Work request >> From the entries below, copy every line holding the word "ClinicService".

————

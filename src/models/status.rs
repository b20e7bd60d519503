//! Wire status enums.
//!
//! Statuses travel as upper-case strings. Parsing is case-insensitive and
//! anything unrecognised (including `null`) becomes `Unknown`.

macro_rules! wire_status {
    (
        $(#[$meta:meta])*
        $name:ident { $($(#[$vmeta:meta])* $variant:ident => $wire:literal),+ $(,)? }
    ) => {
        $(#[$meta])*
        #[derive(Debug, Clone, Copy, PartialEq, Eq, Hash, Default)]
        pub enum $name {
            $($(#[$vmeta])* $variant,)+
            #[default]
            Unknown,
        }

        impl $name {
            #[must_use]
            pub fn as_str(self) -> &'static str {
                match self {
                    $(Self::$variant => $wire,)+
                    Self::Unknown => "UNKNOWN",
                }
            }

            #[must_use]
            pub fn parse(raw: &str) -> Self {
                match raw.trim().to_ascii_uppercase().as_str() {
                    $($wire => Self::$variant,)+
                    _ => Self::Unknown,
                }
            }
        }

        impl std::fmt::Display for $name {
            fn fmt(&self, f: &mut std::fmt::Formatter<'_>) -> std::fmt::Result {
                f.write_str(self.as_str())
            }
        }

        impl serde::Serialize for $name {
            fn serialize<S: serde::Serializer>(&self, serializer: S) -> Result<S::Ok, S::Error> {
                serializer.serialize_str(self.as_str())
            }
        }

        impl<'de> serde::Deserialize<'de> for $name {
            fn deserialize<D: serde::Deserializer<'de>>(deserializer: D) -> Result<Self, D::Error> {
                let raw: Option<String> = serde::Deserialize::deserialize(deserializer)?;
                Ok(raw.as_deref().map_or(Self::Unknown, Self::parse))
            }
        }
    };
}
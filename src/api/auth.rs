//! `/login` exchange.

use serde::Deserialize;
use tracing::{debug, warn};

use super::ApiClient;
use crate::error::{DashboardError, Result, detail_from_body};
use crate::models::de;
use crate::session::Credentials;

#[derive(Debug, Clone, PartialEq, Eq, Deserialize)]
pub struct LoginResponse {
    pub access_token: String,
    #[serde(deserialize_with = "de::id_string")]
    pub user_id: String,
    #[serde(default)]
    pub role: Option<String>,
}

impl ApiClient {
    /// POST `/login` as a form with `username`/`password`. Needs no token.
    ///
    /// # Errors
    ///
    /// `InvalidCredentials` with the backend detail on any non-success
    /// status, `Transport`/`Decode` otherwise.
    pub async fn login(&self, credentials: &Credentials) -> Result<LoginResponse> {
        debug!(email = %credentials.email, "login request");
        let response = self
            .http
            .post(self.url("/login"))
            .form(&[("username", credentials.email.as_str()), ("password", credentials.password.as_str())])
            .send()
            .await?;

        let status = response.status();
        let text = response.text().await?;
        if !status.is_success() {
            let detail = detail_from_body(&text);
            warn!(status = status.as_u16(), %detail, "login failed");
            return Err(DashboardError::InvalidCredentials { detail });
        }

        super::decode_body(&text)
    }
}
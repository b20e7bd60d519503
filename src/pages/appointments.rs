//! Clinic appointments page.
//!
//! Appointments are enriched with pet and customer details fetched per record.
//! A failed lookup degrades to `N/A` for that record instead of failing the
//! page. Completed appointments accept a follow-up medical record or
//! prescription, routed to the pet's endpoint or the other-pet endpoint.

use async_trait::async_trait;
use futures::future::join_all;
use serde::Serialize;
use tracing::{info, warn};

use super::{Page, require_text, settle};
use crate::api::ApiClient;
use crate::display::{self, NOT_AVAILABLE, UNKNOWN_SERVICE};
use crate::error::{DashboardError, Result};
use crate::models::{
    Appointment, AppointmentStatus, ClinicService, MedicalRecordDraft, Pet, PrescriptionDraft, User, Veterinarian,
};

const DECLINE_REASON_REQUIRED: &str = "Please provide a reason for declining the appointment.";

#[derive(Debug, Clone, PartialEq, Serialize)]
pub struct AppointmentView {
    #[serde(flatten)]
    pub appointment: Appointment,
    pub pet_name: String,
    pub pet_species: String,
    pub pet_breed: String,
    pub service_name: String,
    pub scheduled_for: String,
    pub owner: Option<User>,
}

impl AppointmentView {
    /// Merge the lookups into display fields.
    ///
    /// Walk-in appointments without a registered pet show the other-pet
    /// species as the pet name.
    #[must_use]
    pub fn build(appointment: Appointment, pet: Option<Pet>, owner: Option<User>, services: &[ClinicService]) -> Self {
        let pet = pet.unwrap_or_default();
        let pet_name = if appointment.pet_id.is_some() {
            display::text_or_na(pet.name.as_deref()).to_string()
        } else {
            display::text_or_na(appointment.other_pet_species.as_deref()).to_string()
        };
        let pet_species = appointment
            .other_pet_species
            .as_deref()
            .filter(|s| !s.trim().is_empty())
            .or(pet.species.as_deref())
            .map_or_else(|| NOT_AVAILABLE.to_string(), str::to_string);
        let pet_breed = appointment
            .other_pet_breed
            .as_deref()
            .filter(|s| !s.trim().is_empty())
            .or(pet.breed.as_deref())
            .map_or_else(|| NOT_AVAILABLE.to_string(), str::to_string);
        let service_name = services
            .iter()
            .find(|s| Some(s.id) == appointment.service_id)
            .map_or(UNKNOWN_SERVICE, |s| display::text_or(s.name.as_deref(), UNKNOWN_SERVICE))
            .to_string();

        Self {
            scheduled_for: display::timestamp_or_na(appointment.date_time),
            appointment,
            pet_name,
            pet_species,
            pet_breed,
            service_name,
            owner,
        }
    }
}

pub struct AppointmentsPage {
    client: ApiClient,
    appointments: Vec<AppointmentView>,
    services: Vec<ClinicService>,
    veterinarians: Vec<Veterinarian>,
    error: Option<String>,
}

impl AppointmentsPage {
    #[must_use]
    pub fn new(client: ApiClient) -> Self {
        Self { client, appointments: Vec::new(), services: Vec::new(), veterinarians: Vec::new(), error: None }
    }

    #[must_use]
    pub fn appointments(&self) -> &[AppointmentView] {
        &self.appointments
    }

    #[must_use]
    pub fn services(&self) -> &[ClinicService] {
        &self.services
    }

    #[must_use]
    pub fn veterinarians(&self) -> &[Veterinarian] {
        &self.veterinarians
    }

    fn find(&self, appointment_id: i64) -> Result<&Appointment> {
        self.appointments
            .iter()
            .map(|v| &v.appointment)
            .find(|a| a.id == appointment_id)
            .ok_or_else(|| DashboardError::validation(format!("Appointment {appointment_id} is not loaded")))
    }

    /// Move an appointment one step along
    /// `SCHEDULED → CONFIRMED → IN_PROGRESS → COMPLETED`.
    ///
    /// # Errors
    ///
    /// `Validation` when the appointment is unknown or already terminal;
    /// otherwise the backend's rejection.
    pub async fn advance(&mut self, appointment_id: i64) -> Result<AppointmentStatus> {
        let current = self.find(appointment_id)?.status;
        let next = current.next().ok_or_else(|| {
            DashboardError::validation(format!("Appointment {appointment_id} cannot move on from {current}"))
        })?;
        self.set_status(appointment_id, next).await?;
        Ok(next)
    }

    /// # Errors
    ///
    /// The backend's rejection, or a failed reload afterwards.
    pub async fn set_status(&mut self, appointment_id: i64, status: AppointmentStatus) -> Result<()> {
        self.client.update_appointment_status(appointment_id, status).await?;
        self.reload().await
    }

    /// # Errors
    ///
    /// `Validation` for a blank reason; otherwise the backend's rejection.
    pub async fn decline(&mut self, appointment_id: i64, reason: &str) -> Result<()> {
        let reason = require_text(reason, DECLINE_REASON_REQUIRED)?;
        self.client.decline_appointment(appointment_id, &reason).await?;
        self.reload().await
    }

    /// # Errors
    ///
    /// The backend's rejection, or a failed reload afterwards.
    pub async fn delete(&mut self, appointment_id: i64) -> Result<()> {
        self.client.delete_appointment(appointment_id).await?;
        self.reload().await
    }

    /// Attach a medical record to a completed appointment.
    ///
    /// # Errors
    ///
    /// `Validation` when the appointment is not completed or the veterinarian
    /// is not one of the clinic's; otherwise the backend's rejection.
    pub async fn add_medical_record(&mut self, appointment_id: i64, mut draft: MedicalRecordDraft) -> Result<()> {
        let appointment = self.completed(appointment_id)?.clone();
        self.require_veterinarian(draft.veterinarian_id)?;

        match appointment.pet_id {
            Some(pet_id) => self.client.create_medical_record(pet_id, &draft).await?,
            None => {
                draft.other_pet_species = appointment.other_pet_species;
                draft.other_pet_breed = appointment.other_pet_breed;
                self.client.create_medical_record_for_other_pet(&draft).await?
            }
        };
        self.reload().await
    }

    /// Attach a prescription to a completed appointment.
    ///
    /// # Errors
    ///
    /// Same as [`Self::add_medical_record`].
    pub async fn add_prescription(&mut self, appointment_id: i64, mut draft: PrescriptionDraft) -> Result<()> {
        let appointment = self.completed(appointment_id)?.clone();
        self.require_veterinarian(draft.veterinarian_id)?;

        match appointment.pet_id {
            Some(pet_id) => self.client.create_prescription(pet_id, &draft).await?,
            None => {
                draft.other_pet_species = appointment.other_pet_species;
                draft.other_pet_breed = appointment.other_pet_breed;
                self.client.create_prescription_for_other_pet(&draft).await?
            }
        };
        self.reload().await
    }

    fn completed(&self, appointment_id: i64) -> Result<&Appointment> {
        let appointment = self.find(appointment_id)?;
        if appointment.status != AppointmentStatus::Completed {
            return Err(DashboardError::validation(format!(
                "Appointment {appointment_id} must be completed first (status: {})",
                appointment.status
            )));
        }
        Ok(appointment)
    }

    fn require_veterinarian(&self, veterinarian_id: i64) -> Result<()> {
        if self.veterinarians.iter().any(|v| v.id == veterinarian_id) {
            Ok(())
        } else {
            Err(DashboardError::validation(format!("Unknown veterinarian id {veterinarian_id}")))
        }
    }
}

async fn lookup_pet(client: &ApiClient, pet_id: Option<i64>) -> Option<Pet> {
    let pet_id = pet_id?;
    match client.fetch_pet(pet_id).await {
        Ok(pet) => Some(pet),
        Err(e) => {
            warn!(pet_id, error = %e, "pet lookup failed");
            None
        }
    }
}

async fn lookup_user(client: &ApiClient, user_id: Option<i64>) -> Option<User> {
    let user_id = user_id?;
    match client.fetch_user(user_id).await {
        Ok(user) => Some(user),
        Err(e) => {
            warn!(user_id, error = %e, "user lookup failed");
            None
        }
    }
}

#[async_trait]
impl Page for AppointmentsPage {
    async fn reload(&mut self) -> Result<()> {
        let loaded = tokio::try_join!(
            self.client.fetch_appointments(),
            self.client.fetch_clinic_services(),
            self.client.fetch_clinic_veterinarians(),
        );
        let (appointments, services, veterinarians) =
            settle("appointments", "Failed to load appointments", &mut self.error, loaded)?;

        let client = &self.client;
        let lookups = join_all(appointments.iter().map(|a| async move {
            tokio::join!(lookup_pet(client, a.pet_id), lookup_user(client, a.user_id))
        }))
        .await;

        self.appointments = appointments
            .into_iter()
            .zip(lookups)
            .map(|(appointment, (pet, owner))| AppointmentView::build(appointment, pet, owner, &services))
            .collect();
        self.services = services;
        self.veterinarians = veterinarians;
        info!(appointments = self.appointments.len(), "appointments page loaded");
        Ok(())
    }

    fn error(&self) -> Option<&str> {
        self.error.as_deref()
    }
}

#[cfg(test)]
#[path = "appointments_test.rs"]
mod tests;
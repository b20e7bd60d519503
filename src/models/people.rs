//! Customers and their pets.

use serde::{Deserialize, Serialize};

#[derive(Debug, Clone, Default, PartialEq, Eq, Serialize, Deserialize)]
pub struct User {
    pub id: i64,
    #[serde(default)]
    pub name: Option<String>,
    #[serde(default)]
    pub email: Option<String>,
    #[serde(default)]
    pub phone_number: Option<String>,
}

#[derive(Debug, Clone, Default, PartialEq, Eq, Serialize, Deserialize)]
pub struct Pet {
    pub id: i64,
    #[serde(default)]
    pub name: Option<String>,
    #[serde(default)]
    pub species: Option<String>,
    #[serde(default)]
    pub breed: Option<String>,
    #[serde(default)]
    pub owner_id: Option<i64>,
}
//! Veterinary clinic records: appointments, medical records, prescriptions,
//! refill requests and the clinic's veterinarians.

use chrono::{DateTime, NaiveDate, Utc};
use serde::{Deserialize, Serialize};

use super::de;

wire_status! {
    /// Appointment lifecycle. Forward steps run
    /// `SCHEDULED → CONFIRMED → IN_PROGRESS → COMPLETED`.
    AppointmentStatus {
        Scheduled => "SCHEDULED",
        Confirmed => "CONFIRMED",
        InProgress => "IN_PROGRESS",
        Completed => "COMPLETED",
        Declined => "DECLINED",
        Cancelled => "CANCELLED",
    }
}

impl AppointmentStatus {
    /// The next forward step, if any.
    #[must_use]
    pub fn next(self) -> Option<Self> {
        match self {
            Self::Scheduled => Some(Self::Confirmed),
            Self::Confirmed => Some(Self::InProgress),
            Self::InProgress => Some(Self::Completed),
            _ => None,
        }
    }
}

wire_status! {
    /// Refill request decision.
    RefillStatus {
        Pending => "PENDING",
        Approved => "APPROVED",
        Denied => "DENIED",
    }
}

#[derive(Debug, Clone, Default, PartialEq, Serialize, Deserialize)]
pub struct Appointment {
    pub id: i64,
    #[serde(default)]
    pub status: AppointmentStatus,
    #[serde(default)]
    pub pet_id: Option<i64>,
    #[serde(default)]
    pub user_id: Option<i64>,
    #[serde(default)]
    pub service_id: Option<i64>,
    #[serde(default)]
    pub veterinarian_id: Option<i64>,
    #[serde(default, deserialize_with = "de::opt_timestamp")]
    pub date_time: Option<DateTime<Utc>>,
    #[serde(default)]
    pub other_pet_species: Option<String>,
    #[serde(default)]
    pub other_pet_breed: Option<String>,
    #[serde(default)]
    pub decline_reason: Option<String>,
}

#[derive(Debug, Clone, Default, PartialEq, Eq, Serialize, Deserialize)]
pub struct ClinicService {
    pub id: i64,
    #[serde(default)]
    pub name: Option<String>,
}

/// Appointment booked on behalf of a customer.
#[derive(Debug, Clone, PartialEq, Serialize)]
pub struct NewAppointment {
    #[serde(skip_serializing_if = "Option::is_none")]
    pub pet_id: Option<i64>,
    pub user_id: i64,
    pub service_id: i64,
    pub date_time: DateTime<Utc>,
    #[serde(skip_serializing_if = "Option::is_none")]
    pub veterinarian_id: Option<i64>,
    #[serde(skip_serializing_if = "Option::is_none")]
    pub other_pet_species: Option<String>,
    #[serde(skip_serializing_if = "Option::is_none")]
    pub other_pet_breed: Option<String>,
}

#[derive(Debug, Clone, Default, PartialEq, Eq, Serialize, Deserialize)]
pub struct MedicalRecord {
    pub id: i64,
    #[serde(default)]
    pub pet_id: Option<i64>,
    #[serde(default, deserialize_with = "de::opt_date")]
    pub date: Option<NaiveDate>,
    #[serde(default, deserialize_with = "de::opt_date")]
    pub expiration_date: Option<NaiveDate>,
    #[serde(default)]
    pub description: Option<String>,
    #[serde(default)]
    pub veterinarian_id: Option<i64>,
    #[serde(default)]
    pub clinic_name: Option<String>,
}

/// New medical record written from a completed appointment.
#[derive(Debug, Clone, PartialEq, Eq, Serialize)]
pub struct MedicalRecordDraft {
    pub date: NaiveDate,
    #[serde(skip_serializing_if = "Option::is_none")]
    pub expiration_date: Option<NaiveDate>,
    pub description: String,
    pub veterinarian_id: i64,
    pub clinic_name: String,
    #[serde(skip_serializing_if = "Option::is_none")]
    pub other_pet_species: Option<String>,
    #[serde(skip_serializing_if = "Option::is_none")]
    pub other_pet_breed: Option<String>,
}

/// Partial medical record edit; unset fields are left untouched.
#[derive(Debug, Clone, Default, PartialEq, Eq, Serialize)]
pub struct MedicalRecordUpdate {
    #[serde(skip_serializing_if = "Option::is_none")]
    pub date: Option<NaiveDate>,
    #[serde(skip_serializing_if = "Option::is_none")]
    pub expiration_date: Option<NaiveDate>,
    #[serde(skip_serializing_if = "Option::is_none")]
    pub description: Option<String>,
    #[serde(skip_serializing_if = "Option::is_none")]
    pub veterinarian_id: Option<i64>,
    #[serde(skip_serializing_if = "Option::is_none")]
    pub clinic_name: Option<String>,
}

/// Display-only summary nested in prescriptions.
#[derive(Debug, Clone, Default, PartialEq, Eq, Serialize, Deserialize)]
pub struct PartySummary {
    #[serde(default)]
    pub id: Option<i64>,
    #[serde(default)]
    pub name: Option<String>,
}

#[derive(Debug, Clone, Default, PartialEq, Eq, Serialize, Deserialize)]
pub struct RefillRequest {
    pub id: i64,
    #[serde(default)]
    pub prescription_id: Option<i64>,
    #[serde(default)]
    pub status: RefillStatus,
    #[serde(default, deserialize_with = "de::opt_date")]
    pub request_date: Option<NaiveDate>,
    #[serde(default)]
    pub notes: Option<String>,
    #[serde(default, deserialize_with = "de::opt_timestamp")]
    pub created_at: Option<DateTime<Utc>>,
    #[serde(default, deserialize_with = "de::opt_timestamp")]
    pub updated_at: Option<DateTime<Utc>>,
}

#[derive(Debug, Clone, Default, PartialEq, Eq, Serialize, Deserialize)]
pub struct Prescription {
    pub id: i64,
    #[serde(default)]
    pub pet_id: Option<i64>,
    #[serde(default)]
    pub medication_name: Option<String>,
    #[serde(default)]
    pub dosage: Option<String>,
    #[serde(default)]
    pub instructions: Option<String>,
    #[serde(default, deserialize_with = "de::opt_date")]
    pub start_date: Option<NaiveDate>,
    #[serde(default, deserialize_with = "de::opt_date")]
    pub end_date: Option<NaiveDate>,
    #[serde(default)]
    pub veterinarian_id: Option<i64>,
    #[serde(default)]
    pub refill_status: Option<String>,
    #[serde(default)]
    pub owner: Option<PartySummary>,
    #[serde(default)]
    pub pet: Option<PartySummary>,
    #[serde(default, deserialize_with = "de::null_as_default")]
    pub refill_requests: Vec<RefillRequest>,
}

impl Prescription {
    #[must_use]
    pub fn has_pending_requests(&self) -> bool {
        self.refill_requests.iter().any(|r| r.status == RefillStatus::Pending)
    }
}

/// Whether a prescription may be refilled.
#[derive(Debug, Clone, Copy, Default, PartialEq, Eq, Serialize, Deserialize)]
#[serde(rename_all = "kebab-case")]
pub enum RefillEligibility {
    #[default]
    Refillable,
    NonRefillable,
}

#[derive(Debug, Clone, PartialEq, Eq, Serialize)]
pub struct PrescriptionDraft {
    pub medication_name: String,
    pub dosage: String,
    pub instructions: String,
    pub start_date: NaiveDate,
    #[serde(skip_serializing_if = "Option::is_none")]
    pub end_date: Option<NaiveDate>,
    pub veterinarian_id: i64,
    pub refill_status: RefillEligibility,
    #[serde(skip_serializing_if = "Option::is_none")]
    pub other_pet_species: Option<String>,
    #[serde(skip_serializing_if = "Option::is_none")]
    pub other_pet_breed: Option<String>,
}

#[derive(Debug, Clone, Default, PartialEq, Eq, Serialize)]
pub struct PrescriptionUpdate {
    #[serde(skip_serializing_if = "Option::is_none")]
    pub medication_name: Option<String>,
    #[serde(skip_serializing_if = "Option::is_none")]
    pub dosage: Option<String>,
    #[serde(skip_serializing_if = "Option::is_none")]
    pub instructions: Option<String>,
    #[serde(skip_serializing_if = "Option::is_none")]
    pub start_date: Option<NaiveDate>,
    #[serde(skip_serializing_if = "Option::is_none")]
    pub end_date: Option<NaiveDate>,
    #[serde(skip_serializing_if = "Option::is_none")]
    pub refill_status: Option<RefillEligibility>,
}

/// Refill request filed on a customer's behalf.
#[derive(Debug, Clone, PartialEq, Eq, Serialize)]
pub struct NewRefillRequest {
    pub prescription_id: i64,
    #[serde(skip_serializing_if = "Option::is_none")]
    pub notes: Option<String>,
}

#[derive(Debug, Clone, Default, PartialEq, Eq, Serialize, Deserialize)]
pub struct Veterinarian {
    pub id: i64,
    #[serde(default)]
    pub name: Option<String>,
    #[serde(default)]
    pub email: Option<String>,
    #[serde(default)]
    pub phone_number: Option<String>,
    #[serde(default)]
    pub specialization: Option<String>,
    #[serde(default)]
    pub image_url: Option<String>,
}

#[derive(Clone, PartialEq, Eq)]
pub struct ProfilePicture {
    pub file_name: String,
    pub mime: String,
    pub bytes: Vec<u8>,
}

impl std::fmt::Debug for ProfilePicture {
    fn fmt(&self, f: &mut std::fmt::Formatter<'_>) -> std::fmt::Result {
        f.debug_struct("ProfilePicture")
            .field("file_name", &self.file_name)
            .field("mime", &self.mime)
            .field("bytes", &self.bytes.len())
            .finish()
    }
}

/// Multipart veterinarian create/update form.
#[derive(Debug, Clone, Default, PartialEq, Eq)]
pub struct VeterinarianForm {
    pub name: String,
    pub email: String,
    pub phone_number: String,
    pub specialization: String,
    pub profile_picture: Option<ProfilePicture>,
}

impl VeterinarianForm {
    /// Text fields in submission order.
    #[must_use]
    pub fn text_fields(&self) -> Vec<(&'static str, String)> {
        vec![
            ("name", self.name.clone()),
            ("email", self.email.clone()),
            ("phone_number", self.phone_number.clone()),
            ("specialization", self.specialization.clone()),
        ]
    }
}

————

Solution >>
    Appointment, AppointmentStatus, ClinicService, MedicalRecordDraft, Pet, PrescriptionDraft, User, Veterinarian,
    pub fn build(appointment: Appointment, pet: Option<Pet>, owner: Option<User>, services: &[ClinicService]) -> Self {
    services: Vec<ClinicService>,
    pub fn services(&self) -> &[ClinicService] {
pub struct ClinicService {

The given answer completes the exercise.